Le défi persistant des systèmes legacy face à l'innovation

Les entreprises de tous genres sont souvent confrontées à un frein commun dans la livraison de logiciels : un historique lourd et une dette technologique qui datent de plusieurs années. Les entreprises manufacturières sont particulièrement touchées par ce phénomène. Ceci dit, nous serions surpris d’apprendre que des dizaines, voire des centaines, de domaines partagent le même enjeu.

Les systèmes legacy concentrent souvent le cœur de la valeur métier, mais leur évolution est coûteuse et risquée : documentation incomplète, dépendances implicites, tests longs à exécuter, effets de bord difficiles à anticiper.

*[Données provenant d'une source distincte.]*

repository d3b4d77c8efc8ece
//! Strapi REST client.
//!
//! - [`StrapiClient::fetch_data`] fetches one endpoint and cleans its entities
//! - [`StrapiClient::fetch_metadata`] fetches the content-type builder schema
//!   and runs rich-text path discovery on it
//! - [`RemoteFileFetcher`] downloads media files
//!
//! Fetch failures are reported through a [`Reporter`] and returned as
//! [`ClientError`]; without the source content there is nothing to build, so
//! callers abort on them.

mod clean;
mod client;
mod config;
mod error;
mod remote_file;
mod reporter;

pub use clean::{cast_array, clean};
pub use client::StrapiClient;
pub use config::{ContentTypeConfig, MediaAuth, StrapiConfig};
pub use error::{ClientError, ClientResult};
pub use remote_file::RemoteFileFetcher;
pub use reporter::{Reporter, TracingReporter};
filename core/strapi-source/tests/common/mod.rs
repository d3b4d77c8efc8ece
//! Shared test helpers for sourcing tests.

#![allow(dead_code)]

use std::error::Error;
use std::sync::Mutex;
use std::time::Duration;

use strapi_client::{RemoteFileFetcher, Reporter, StrapiClient, StrapiConfig};
use strapi_source::{MemoryCache, MemoryGraph, SourceContext};
use tracing_subscriber::EnvFilter;

/// Reporter that records every call.
#[derive(Default)]
pub struct RecordingReporter {
    infos: Mutex<Vec<String>>,
    panics: Mutex<Vec<String>>,
}

impl RecordingReporter {
    pub fn infos(&self) -> Vec<String> {
        self.infos.lock().unwrap().clone()
    }

    pub fn panics(&self) -> Vec<String> {
        self.panics.lock().unwrap().clone()
    }
}

impl Reporter for RecordingReporter {
    fn info(&self, message: &str) {
        self.infos.lock().unwrap().push(message.to_string());
    }

    fn panic(&self, message: &str, error: &(dyn Error + 'static)) {
        self.panics
            .lock()
            .unwrap()
            .push(format!("{message}: {error}"));
    }
}

/// Installs a test-writer subscriber once; honours `RUST_LOG`.
pub fn init_tracing() {
    let _ = tracing_subscriber::fmt()
        .with_env_filter(EnvFilter::from_default_env())
        .with_test_writer()
        .try_init();
}

pub fn memory_graph() -> MemoryGraph {
    MemoryGraph::new(RemoteFileFetcher::new(Duration::from_secs(5)).unwrap())
}

/// Client, in-memory cache and graph, and a recording reporter.
pub struct Harness {
    pub client: StrapiClient,
    pub cache: MemoryCache,
    pub graph: MemoryGraph,
    pub reporter: RecordingReporter,
}

impl Harness {
    pub fn new(api_url: &str) -> Self {
        Self::with_config(StrapiConfig::new(api_url))
    }

    pub fn with_config(config: StrapiConfig) -> Self {
        init_tracing();
        Self {
            client: StrapiClient::new(config).unwrap(),
            cache: MemoryCache::new(),
            graph: memory_graph(),
            reporter: RecordingReporter::default(),
        }
    }

    pub fn ctx(&self) -> SourceContext<'_> {
        SourceContext::new(&self.client, &self.cache, &self.graph, &self.reporter)
    }
}
//! Content graph abstraction and an in-memory implementation.

use std::collections::{HashMap, HashSet};
use std::sync::atomic::{AtomicUsize, Ordering};

use async_trait::async_trait;
use serde::{Deserialize, Serialize};
use serde_json::{Map, Value};
use sha2::{Digest, Sha256};
use strapi_client::{MediaAuth, RemoteFileFetcher};
use tokio::sync::RwLock;
use tracing::debug;
use uuid::Uuid;

use crate::error::SourceResult;

/// Node type of extracted rich-text fields.
pub const RICH_TEXT_TYPE: &str = "StrapiRichText";
/// Media type of extracted rich-text fields.
pub const MARKDOWN_MEDIA_TYPE: &str = "text/markdown";
/// Node type of downloaded media.
pub const FILE_TYPE: &str = "File";

const NODE_ID_NAMESPACE: Uuid = Uuid::from_u128(0x5b2f_8c1e_4a7d_4f3b_9e21_6d0c_3a8f_71e4);

/// A node in the content graph.
#[derive(Debug, Clone, PartialEq, Serialize, Deserialize)]
pub struct Node {
    pub id: String,
    pub parent: Option<String>,
    #[serde(default)]
    pub children: Vec<String>,
    pub internal: NodeInternal,
    /// Payload fields, flattened next to the bookkeeping fields.
    #[serde(flatten)]
    pub fields: Map<String, Value>,
}

#[derive(Debug, Clone, PartialEq, Eq, Serialize, Deserialize)]
#[serde(rename_all = "camelCase")]
pub struct NodeInternal {
    #[serde(rename = "type")]
    pub node_type: String,
    #[serde(default, skip_serializing_if = "Option::is_none")]
    pub media_type: Option<String>,
    #[serde(default, skip_serializing_if = "Option::is_none")]
    pub content: Option<String>,
    pub content_digest: String,
}

impl Node {
    /// A markdown rich-text node.
    pub fn rich_text(id: String, content: String, content_digest: String) -> Self {
        Self {
            id,
            parent: None,
            children: Vec::new(),
            internal: NodeInternal {
                node_type: RICH_TEXT_TYPE.to_string(),
                media_type: Some(MARKDOWN_MEDIA_TYPE.to_string()),
                content: Some(content),
                content_digest,
            },
            fields: Map::new(),
        }
    }

    pub fn node_type(&self) -> &str {
        &self.internal.node_type
    }
}

/// A downloaded media file.
#[derive(Debug, Clone, PartialEq, Eq, Serialize, Deserialize)]
pub struct FileNode {
    pub id: String,
    pub url: String,
    pub ext: String,
    pub name: String,
    pub size: u64,
    pub content_digest: String,
}

impl FileNode {
    pub fn to_node(&self) -> Node {
        let mut fields = Map::new();
        fields.insert("url".to_string(), Value::String(self.url.clone()));
        fields.insert("ext".to_string(), Value::String(self.ext.clone()));
        fields.insert("name".to_string(), Value::String(self.name.clone()));
        fields.insert("size".to_string(), Value::from(self.size));

        Node {
            id: self.id.clone(),
            parent: None,
            children: Vec::new(),
            internal: NodeInternal {
                node_type: FILE_TYPE.to_string(),
                media_type: None,
                content: None,
                content_digest: self.content_digest.clone(),
            },
            fields,
        }
    }
}

/// Parameters for remote-file ingestion.
#[derive(Debug, Clone, PartialEq, Eq)]
pub struct RemoteFileRequest {
    /// Absolute URL of the file.
    pub url: String,
    pub ext: String,
    pub name: String,
    pub auth: Option<MediaAuth>,
}

/// Sink for sourced nodes.
///
/// Implementations provide their own internal consistency; callers never
/// lock around them.
#[async_trait]
pub trait ContentGraph: Send + Sync {
    /// Creates or replaces a node.
    async fn create_node(&self, node: Node) -> SourceResult<()>;

    /// Marks an existing node as still referenced by this build.
    async fn touch_node(&self, node_id: &str) -> SourceResult<()>;

    /// Derives a stable node id from a seed.
    fn create_node_id(&self, seed: &str) -> String;

    /// Deterministic digest of `content`.
    fn create_content_digest(&self, content: &str) -> String;

    /// Downloads a remote file and creates a file node for it. `None` means
    /// the file could not be retrieved.
    async fn create_remote_file_node(
        &self,
        request: RemoteFileRequest,
    ) -> SourceResult<Option<FileNode>>;
}

/// Hex SHA-256 of `bytes`.
pub fn sha256_digest(bytes: &[u8]) -> String {
    hex::encode(Sha256::digest(bytes))
}

/// [`ContentGraph`] that keeps nodes in memory and downloads media with a
/// [`RemoteFileFetcher`].
#[derive(Debug)]
pub struct MemoryGraph {
    fetcher: RemoteFileFetcher,
    nodes: RwLock<HashMap<String, Node>>,
    touched: RwLock<HashSet<String>>,
    remote_requests: AtomicUsize,
}

impl MemoryGraph {
    pub fn new(fetcher: RemoteFileFetcher) -> Self {
        Self {
            fetcher,
            nodes: RwLock::new(HashMap::new()),
            touched: RwLock::new(HashSet::new()),
            remote_requests: AtomicUsize::new(0),
        }
    }

    pub async fn node(&self, id: &str) -> Option<Node> {
        self.nodes.read().await.get(id).cloned()
    }

    /// Nodes of one type, sorted by id.
    pub async fn nodes_of_type(&self, node_type: &str) -> Vec<Node> {
        let mut nodes: Vec<Node> = self
            .nodes
            .read()
            .await
            .values()
            .filter(|n| n.node_type() == node_type)
            .cloned()
            .collect();
        nodes.sort_by(|a, b| a.id.cmp(&b.id));
        nodes
    }

    pub async fn node_count(&self) -> usize {
        self.nodes.read().await.len()
    }

    pub async fn was_touched(&self, node_id: &str) -> bool {
        self.touched.read().await.contains(node_id)
    }

    /// Number of remote-file ingestion requests received.
    pub fn remote_file_requests(&self) -> usize {
        self.remote_requests.load(Ordering::SeqCst)
    }
}

#[async_trait]
impl ContentGraph for MemoryGraph {
    async fn create_node(&self, node: Node) -> SourceResult<()> {
        debug!(id = %node.id, node_type = node.node_type(), "Creating node");
        self.nodes.write().await.insert(node.id.clone(), node);
        Ok(())
    }

    async fn touch_node(&self, node_id: &str) -> SourceResult<()> {
        if !self.nodes.read().await.contains_key(node_id) {
            debug!(node_id, "Touching node that is not in the graph");
        }
        self.touched.write().await.insert(node_id.to_string());
        Ok(())
    }

    fn create_node_id(&self, seed: &str) -> String {
        Uuid::new_v5(&NODE_ID_NAMESPACE, seed.as_bytes()).to_string()
    }

    fn create_content_digest(&self, content: &str) -> String {
        sha256_digest(content.as_bytes())
    }

    async fn create_remote_file_node(
        &self,
        request: RemoteFileRequest,
    ) -> SourceResult<Option<FileNode>> {
        self.remote_requests.fetch_add(1, Ordering::SeqCst);

        let Some(bytes) = self
            .fetcher
            .fetch(&request.url, request.auth.as_ref())
            .await?
        else {
            return Ok(None);
        };

        let file = FileNode {
            id: self.create_node_id(&request.url),
            size: bytes.len() as u64,
            content_digest: sha256_digest(&bytes),
            url: request.url,
            ext: request.ext,
            name: request.name,
        };
        self.create_node(file.to_node()).await?;

        Ok(Some(file))
    }
}
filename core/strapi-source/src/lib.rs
//! Sources Strapi content into a content graph.
//!
//! A run discovers rich-text paths from the Strapi schema, fetches every
//! configured type, and rewrites each entity before it becomes a node:
//!
//! - rich-text fields move into `StrapiRichText` nodes and are replaced by a
//!   `<field>___NODE` reference
//! - media objects are downloaded into `File` nodes and gain a
//!   `localFile___NODE` reference
//!
//! Both are cached ([`Cache`]) so unchanged media is not downloaded again and
//! identical rich text maps to one node. The host supplies the cache, the
//! graph ([`ContentGraph`]) and a [`Reporter`](strapi_client::Reporter) through
//! a [`SourceContext`]; [`MemoryCache`], [`JsonFileCache`] and [`MemoryGraph`]
//! are in-process implementations.
//!
//! ```no_run
//! use strapi_client::{RemoteFileFetcher, StrapiClient, StrapiConfig, TracingReporter};
//! use strapi_source::{MemoryCache, MemoryGraph, SourceContext, source_nodes};
//!
//! # async fn run() -> strapi_source::SourceResult<()> {
//! let mut config = StrapiConfig::new("http://localhost:1337");
//! config.content_types = vec!["article".into()];
//!
//! let graph = MemoryGraph::new(RemoteFileFetcher::from_config(&config)?);
//! let client = StrapiClient::new(config)?;
//! let cache = MemoryCache::new();
//!
//! let report = source_nodes(SourceContext::new(&client, &cache, &graph, &TracingReporter)).await?;
//! println!("{} entities", report.entities);
//! # Ok(())
//! # }
//! ```

pub mod cache;
mod context;
mod error;
pub mod graph;
mod media;
mod normalize;
mod rich_text;
mod sourcing;

pub use cache::{Cache, JsonFileCache, MediaCacheEntry, MemoryCache, RichTextCacheEntry};
pub use context::SourceContext;
pub use error::{SourceError, SourceResult};
pub use graph::{ContentGraph, FileNode, MemoryGraph, Node, NodeInternal, RemoteFileRequest};
pub use media::{LOCAL_FILE_KEY, MIME_KEY, MediaDescriptor};
pub use normalize::{NODE_REFERENCE_SUFFIX, download_media_files, extract_fields};
pub use rich_text::rich_text_content;
pub use sourcing::{SourceReport, entity_node, node_type_name, source_nodes, source_type};
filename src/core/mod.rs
pub mod config;
pub mod errors;
pub mod logging;
pub mod security;
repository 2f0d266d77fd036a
use std::fs;
use std::path::Path;

use super::ExtractError;

/// Extracts the text of every page, in order.
pub fn extract_pdf(path: &Path) -> Result<String, ExtractError> {
    let bytes = fs::read(path).map_err(|e| ExtractError::io(path, e))?;
    let pages = pdf_extract::extract_text_from_mem_by_pages(&bytes)
        .map_err(|e| ExtractError::Pdf(e.to_string()))?;

    Ok(join_pages(pages))
}

/// Concatenates page texts; pages with no extractable text add nothing.
/// Page text is kept verbatim, including any form feeds it contains.
fn join_pages(pages: Vec<String>) -> String {
    pages
        .into_iter()
        .filter(|page| !page.trim().is_empty())
        .collect()
}

#[cfg(test)]
mod tests {
    use super::*;

    /// Builds an uncompressed PDF with one Helvetica text line per page.
    /// An empty string produces a page with an empty content stream.
    fn build_pdf(pages: &[&str]) -> Vec<u8> {
        let page_count = pages.len();
        let font_id = 3 + page_count;
        let first_content_id = font_id + 1;
        let kids = (0..page_count)
            .map(|i| format!("{} 0 R", 3 + i))
            .collect::<Vec<_>>()
            .join(" ");

        let mut objects = vec![
            "<< /Type /Catalog /Pages 2 0 R >>".to_string(),
            format!(
                "<< /Type /Pages /Kids [{}] /Count {} >>",
                kids, page_count
            ),
        ];
        for i in 0..page_count {
            objects.push(format!(
                "<< /Type /Page /Parent 2 0 R /MediaBox [0 0 612 792] \
                 /Resources << /Font << /F1 {} 0 R >> >> /Contents {} 0 R >>",
                font_id,
                first_content_id + i
            ));
        }
        objects.push(
            "<< /Type /Font /Subtype /Type1 /BaseFont /Helvetica /Encoding /WinAnsiEncoding >>"
                .to_string(),
        );
        for text in pages {
            let content = if text.is_empty() {
                String::new()
            } else {
                format!("BT /F1 24 Tf 72 700 Td ({}) Tj ET", text)
            };
            objects.push(format!(
                "<< /Length {} >>\nstream\n{}\nendstream",
                content.len(),
                content
            ));
        }

        let mut pdf = b"%PDF-1.4\n".to_vec();
        let mut offsets = Vec::with_capacity(objects.len());
        for (i, body) in objects.iter().enumerate() {
            offsets.push(pdf.len());
            pdf.extend_from_slice(format!("{} 0 obj\n{}\nendobj\n", i + 1, body).as_bytes());
        }

        let xref_at = pdf.len();
        let mut xref = format!("xref\n0 {}\n0000000000 65535 f \n", objects.len() + 1);
        for offset in offsets {
            xref.push_str(&format!("{:010} 00000 n \n", offset));
        }
        pdf.extend_from_slice(xref.as_bytes());
        pdf.extend_from_slice(
            format!(
                "trailer\n<< /Size {} /Root 1 0 R >>\nstartxref\n{}\n%%EOF\n",
                objects.len() + 1,
                xref_at
            )
            .as_bytes(),
        );
        pdf
    }

    #[test]
    fn concatenates_pages_in_order() {
        let pages = vec!["\n\nFirst page.\n".to_string(), "\n\nSecond page.\n".to_string()];
        assert_eq!(join_pages(pages), "\n\nFirst page.\n\n\nSecond page.\n");
    }

    #[test]
    fn blank_pages_contribute_nothing() {
        let pages = vec![
            "\n\nAlpha".to_string(),
            String::new(),
            "  \n ".to_string(),
            "\n\nOmega".to_string(),
        ];
        assert_eq!(join_pages(pages), "\n\nAlpha\n\nOmega");
    }

    #[test]
    fn form_feeds_inside_page_text_are_kept() {
        let pages = vec!["Intro\u{000C}Appendix".to_string()];
        assert_eq!(join_pages(pages), "Intro\u{000C}Appendix");
    }

    #[test]
    fn document_without_text_is_empty() {
        assert_eq!(join_pages(vec![String::new(), "\n".to_string()]), "");
        assert_eq!(join_pages(Vec::new()), "");
    }

    #[test]
    fn multi_page_document_keeps_page_order_and_skips_empty_pages() {
        let tmp = tempfile::tempdir().unwrap();
        let path = tmp.path().join("three-pages.pdf");
        fs::write(&path, build_pdf(&["Alpha", "", "Omega"])).unwrap();

        let text = extract_pdf(&path).unwrap();
        let words: Vec<&str> = text.split_whitespace().collect();
        assert_eq!(words, vec!["Alpha", "Omega"]);
    }

    #[test]
    fn corrupt_file_is_reported() {
        let tmp = tempfile::tempdir().unwrap();
        let path = tmp.path().join("broken.pdf");
        fs::write(&path, b"not really a pdf").unwrap();

        assert!(matches!(extract_pdf(&path), Err(ExtractError::Pdf(_))));
    }
}
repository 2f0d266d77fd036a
//! Tabular formats (CSV, XLS, XLSX) rendered as aligned plain text.

use std::iter;
use std::path::Path;

use calamine::{open_workbook_auto, Data, Reader};

use super::ExtractError;

const MISSING_CELL: &str = "NaN";

pub fn extract_csv(path: &Path) -> Result<String, ExtractError> {
    let mut reader = csv::ReaderBuilder::new()
        .has_headers(true)
        .flexible(true)
        .from_path(path)?;

    let header: Vec<String> = reader.headers()?.iter().map(str::to_string).collect();
    let mut rows = Vec::new();
    for record in reader.records() {
        let record = record?;
        rows.push(record.iter().map(str::to_string).collect::<Vec<_>>());
    }

    Ok(render_table(&header, &rows))
}

/// Reads the first worksheet; its first row is the header.
pub fn extract_spreadsheet(path: &Path) -> Result<String, ExtractError> {
    let mut workbook =
        open_workbook_auto(path).map_err(|e| ExtractError::Spreadsheet(e.to_string()))?;

    let range = match workbook.worksheet_range_at(0) {
        Some(range) => range.map_err(|e| ExtractError::Spreadsheet(e.to_string()))?,
        None => return Ok(String::new()),
    };

    let mut rows = range
        .rows()
        .map(|row| row.iter().map(cell_to_string).collect::<Vec<_>>());
    let header = rows.next().unwrap_or_default();
    let body: Vec<Vec<String>> = rows.collect();

    Ok(render_table(&header, &body))
}

fn cell_to_string(cell: &Data) -> String {
    match cell {
        Data::Empty => String::new(),
        other => other.to_string(),
    }
}

/// Renders rows under a header line, each column right-aligned to its widest
/// cell and columns separated by a single space. There is no index column.
///
/// Blank header cells become `Unnamed: <n>`, blank or missing data cells
/// become `NaN`, and embedded newlines are escaped so every record stays on
/// one line.
pub fn render_table(header: &[String], rows: &[Vec<String>]) -> String {
    let columns = rows
        .iter()
        .map(Vec::len)
        .chain(iter::once(header.len()))
        .max()
        .unwrap_or(0);
    if columns == 0 {
        return String::new();
    }

    let header_cells: Vec<String> = (0..columns)
        .map(|idx| match header.get(idx) {
            Some(name) if !name.trim().is_empty() => escape_cell(name),
            _ => format!("Unnamed: {}", idx),
        })
        .collect();

    let body: Vec<Vec<String>> = rows
        .iter()
        .map(|row| {
            (0..columns)
                .map(|idx| match row.get(idx) {
                    Some(value) if !value.trim().is_empty() => escape_cell(value),
                    _ => MISSING_CELL.to_string(),
                })
                .collect()
        })
        .collect();

    let widths: Vec<usize> = (0..columns)
        .map(|idx| {
            iter::once(&header_cells[idx])
                .chain(body.iter().map(|row| &row[idx]))
                .map(|cell| cell.chars().count())
                .max()
                .unwrap_or(0)
        })
        .collect();

    iter::once(&header_cells)
        .chain(body.iter())
        .map(|cells| format_line(cells, &widths))
        .collect::<Vec<_>>()
        .join("\n")
}

fn format_line(cells: &[String], widths: &[usize]) -> String {
    cells
        .iter()
        .zip(widths)
        .map(|(cell, width)| format!("{:>width$}", cell, width = *width))
        .collect::<Vec<_>>()
        .join(" ")
}

fn escape_cell(value: &str) -> String {
    value.replace("\r\n", "\\n").replace('\n', "\\n")
}
//! Deterministic stand-ins for the hosted model, used by unit and HTTP tests.

use std::collections::hash_map::DefaultHasher;
use std::hash::{Hash, Hasher};

use async_trait::async_trait;

use crate::llm::{Embedder, Generator, LlmError};

/// Bag-of-words embedder: each lowercase word is hashed into one of
/// `dimensions` buckets. Texts sharing words get similar vectors.
#[derive(Debug, Clone)]
pub struct HashEmbedder {
    dimensions: usize,
}

impl Default for HashEmbedder {
    fn default() -> Self {
        Self { dimensions: 256 }
    }
}

impl HashEmbedder {
    pub fn with_dimensions(dimensions: usize) -> Self {
        Self {
            dimensions: dimensions.max(1),
        }
    }

    fn vectorize(&self, text: &str) -> Vec<f32> {
        let mut vector = vec![0.0; self.dimensions];
        for word in text
            .split(|c: char| !c.is_alphanumeric())
            .filter(|w| !w.is_empty())
        {
            let mut hasher = DefaultHasher::new();
            word.to_lowercase().hash(&mut hasher);
            vector[(hasher.finish() % self.dimensions as u64) as usize] += 1.0;
        }
        vector
    }
}

#[async_trait]
impl Embedder for HashEmbedder {
    fn model(&self) -> &str {
        "hash-bow"
    }

    async fn embed(&self, texts: &[String]) -> Result<Vec<Vec<f32>>, LlmError> {
        Ok(texts.iter().map(|t| self.vectorize(t)).collect())
    }
}

/// Always fails, as if the API were unreachable.
#[derive(Debug, Clone, Copy)]
pub struct FailingEmbedder;

#[async_trait]
impl Embedder for FailingEmbedder {
    fn model(&self) -> &str {
        "failing"
    }

    async fn embed(&self, _texts: &[String]) -> Result<Vec<Vec<f32>>, LlmError> {
        Err(LlmError::Http("connection refused".to_string()))
    }
}

/// Returns the prompt it was given.
#[derive(Debug, Clone, Copy, Default)]
pub struct EchoGenerator;

#[async_trait]
impl Generator for EchoGenerator {
    fn model(&self) -> &str {
        "echo"
    }

    async fn generate(&self, prompt: &str, _temperature: f64) -> Result<String, LlmError> {
        Ok(prompt.to_string())
    }
}
use std::time::Duration;

use async_trait::async_trait;
use reqwest::{Client, Response};
use serde::de::DeserializeOwned;
use serde::Serialize;

use super::provider::{Embedder, Generator};
use super::types::{
    ApiErrorEnvelope, BatchEmbedContentsRequest, BatchEmbedContentsResponse, Content,
    EmbedContentRequest, GenerateContentRequest, GenerateContentResponse, GenerationConfig,
    TaskType,
};
use super::LlmError;
use crate::core::config::service::GeminiConfig;

/// `batchEmbedContents` accepts at most this many requests per call.
const MAX_EMBED_BATCH: usize = 100;

#[derive(Clone)]
pub struct GeminiClient {
    base_url: String,
    api_key: String,
    embedding_model: String,
    generation_model: String,
    client: Client,
}

impl GeminiClient {
    pub fn new(config: &GeminiConfig, api_key: String) -> Result<Self, LlmError> {
        let client = Client::builder()
            .timeout(Duration::from_secs(config.timeout_secs))
            .build()?;

        Ok(Self {
            base_url: config.base_url.trim_end_matches('/').to_string(),
            api_key,
            embedding_model: config.embedding_model.clone(),
            generation_model: config.generation_model.clone(),
            client,
        })
    }

    fn method_url(&self, model: &str, method: &str) -> String {
        format!("{}/{}:{}", self.base_url, model, method)
    }

    async fn post<B, R>(&self, url: &str, body: &B) -> Result<R, LlmError>
    where
        B: Serialize + ?Sized + Sync,
        R: DeserializeOwned,
    {
        let res = self
            .client
            .post(url)
            .header("x-goog-api-key", &self.api_key)
            .json(body)
            .send()
            .await?;

        if !res.status().is_success() {
            return Err(api_error(res).await);
        }

        res.json::<R>()
            .await
            .map_err(|e| LlmError::InvalidResponse(e.to_string()))
    }

    async fn embed_batch(
        &self,
        texts: &[String],
        task_type: TaskType,
    ) -> Result<Vec<Vec<f32>>, LlmError> {
        let url = self.method_url(&self.embedding_model, "batchEmbedContents");
        let mut vectors = Vec::with_capacity(texts.len());

        for batch in texts.chunks(MAX_EMBED_BATCH) {
            let body = BatchEmbedContentsRequest {
                requests: batch
                    .iter()
                    .map(|text| EmbedContentRequest::new(&self.embedding_model, text, task_type))
                    .collect(),
            };

            let response: BatchEmbedContentsResponse = self.post(&url, &body).await?;
            if response.embeddings.len() != batch.len() {
                return Err(LlmError::InvalidResponse(format!(
                    "expected {} embeddings, got {}",
                    batch.len(),
                    response.embeddings.len()
                )));
            }

            for embedding in response.embeddings {
                if embedding.values.is_empty() {
                    return Err(LlmError::EmptyResponse);
                }
                vectors.push(embedding.values);
            }
        }

        Ok(vectors)
    }
}

async fn api_error(res: Response) -> LlmError {
    let status = res.status().as_u16();
    let text = res.text().await.unwrap_or_default();
    let message = serde_json::from_str::<ApiErrorEnvelope>(&text)
        .map(|envelope| envelope.error.message)
        .unwrap_or(text);
    LlmError::Api { status, message }
}

#[async_trait]
impl Embedder for GeminiClient {
    fn model(&self) -> &str {
        &self.embedding_model
    }

    async fn embed(&self, texts: &[String]) -> Result<Vec<Vec<f32>>, LlmError> {
        if texts.is_empty() {
            return Ok(Vec::new());
        }
        self.embed_batch(texts, TaskType::RetrievalDocument).await
    }

    async fn embed_query(&self, text: &str) -> Result<Vec<f32>, LlmError> {
        let mut vectors = self
            .embed_batch(&[text.to_string()], TaskType::RetrievalQuery)
            .await?;
        vectors.pop().ok_or(LlmError::EmptyResponse)
    }
}

#[async_trait]
impl Generator for GeminiClient {
    fn model(&self) -> &str {
        &self.generation_model
    }

    async fn generate(&self, prompt: &str, temperature: f64) -> Result<String, LlmError> {
        let url = self.method_url(&self.generation_model, "generateContent");
        let body = GenerateContentRequest {
            contents: vec![Content::user(prompt)],
            generation_config: GenerationConfig { temperature },
        };

        let response: GenerateContentResponse = self.post(&url, &body).await?;
        if let Some(text) = response.text() {
            return Ok(text);
        }

        if let Some(reason) = response
            .prompt_feedback
            .as_ref()
            .and_then(|f| f.block_reason.as_deref())
        {
            return Err(LlmError::InvalidResponse(format!("prompt blocked: {}", reason)));
        }
        if let Some(reason) = response
            .candidates
            .first()
            .and_then(|c| c.finish_reason.as_deref())
        {
            tracing::warn!(finish_reason = reason, "Model returned no text");
        }
        Err(LlmError::EmptyResponse)
    }
}
use std::fs;
use std::path::Path;

use super::ExtractError;

/// Reads a UTF-8 text file, normalizing CRLF line endings.
pub fn extract_txt(path: &Path) -> Result<String, ExtractError> {
    let bytes = fs::read(path).map_err(|e| ExtractError::io(path, e))?;
    let text = String::from_utf8(bytes).map_err(|_| ExtractError::InvalidUtf8(path.to_path_buf()))?;

    if text.contains("\r\n") {
        return Ok(text.replace("\r\n", "\n"));
    }
    Ok(text)
}
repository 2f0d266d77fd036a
pub mod handlers;
pub mod router;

Comment intégrer une nouvelle fonctionnalité rapidement, sans fragiliser l’existant ni exploser les délais et le budget, quand une part importante du temps de projet est absorbée par la compréhension et la sécurisation du terrain?

Car avant même d'écrire une ligne de code, il faut cartographier l'inconnu : quelles zones sont réellement responsables du comportement à faire évoluer, quelles dépendances seront touchées, quels effets de bord guettent. C'est précisément à ce goulot d'étranglement que l'IA commence à changer la donne, en transformant une phase d'exploration longue et incertaine en un processus guidé et itératif.

 

L’IA comme levier stratégique des systèmes legacy

L’IA peut servir d’assistant d’analyse et de préparation pour les systèmes legacy : elle aide à lire et à résumer le code historique, à cartographier les dépendances, à révéler l’architecture implicite et à proposer des stratégies d’intégration. En préparant le terrain plus vite et plus finement, on réduit les risques d’effets de bord, on raccourcit les cycles de livraison et on améliore la qualité des décisions techniques prises par nos équipes de développement. Comme le mentionne mon collègue Alexandre Rivest dans son article sur le refactoring, « un développeur passe la majeure partie de son temps à lire plutôt qu'à écrire ». Le ratio est d'environ 90% de lecture, contre 10% d'écriture.” C’est donc essentiel, dans l’optimisation du travail des développeurs, de viser la portion de lecture du travail.

C'est ici que le refactoring assisté par IA prend tout son sens. Elle déplace l’effort : moins de temps passé à “découvrir” le système, plus de temps consacré à la conception, aux choix d’architecture, aux tests pertinents et à la robustesse. Utilisée méthodiquement, elle accélère l’intégration de fonctionnalités en legacy tout en renforçant les bonnes pratiques (traçabilité, tests, refactoring ciblé).

 

L’IA comme architecte des systèmes legacy

Dans un contexte legacy, l’enjeu n’est pas uniquement de “faire marcher” une fonctionnalité, mais de l’insérer au bon endroit, avec le minimum d’impact collatéral. C’est précisément sur cette phase de préparation qui est souvent longue, incertaine et peu valorisée que l’IA peut devenir un accélérateur puissant dans notre quotidien. Plutôt que de remplacer l’analyse d’un développeur ou d’une développeuse senior, l’IA sert ici de copilote d’investigation : elle aide à transformer une base de code dense en éléments exploitables. L’objectif est simple : réduire l’ambiguïté avant de toucher au code et produire une vision partagée de ce qui va changer, où et quels risques y sont associés.

 

Analyser le code historique pour retrouver l’intention

L'IA excelle dans la reconnaissance de structures, ce qui en fait un outil particulièrement adapté à l'analyse de code legacy dense.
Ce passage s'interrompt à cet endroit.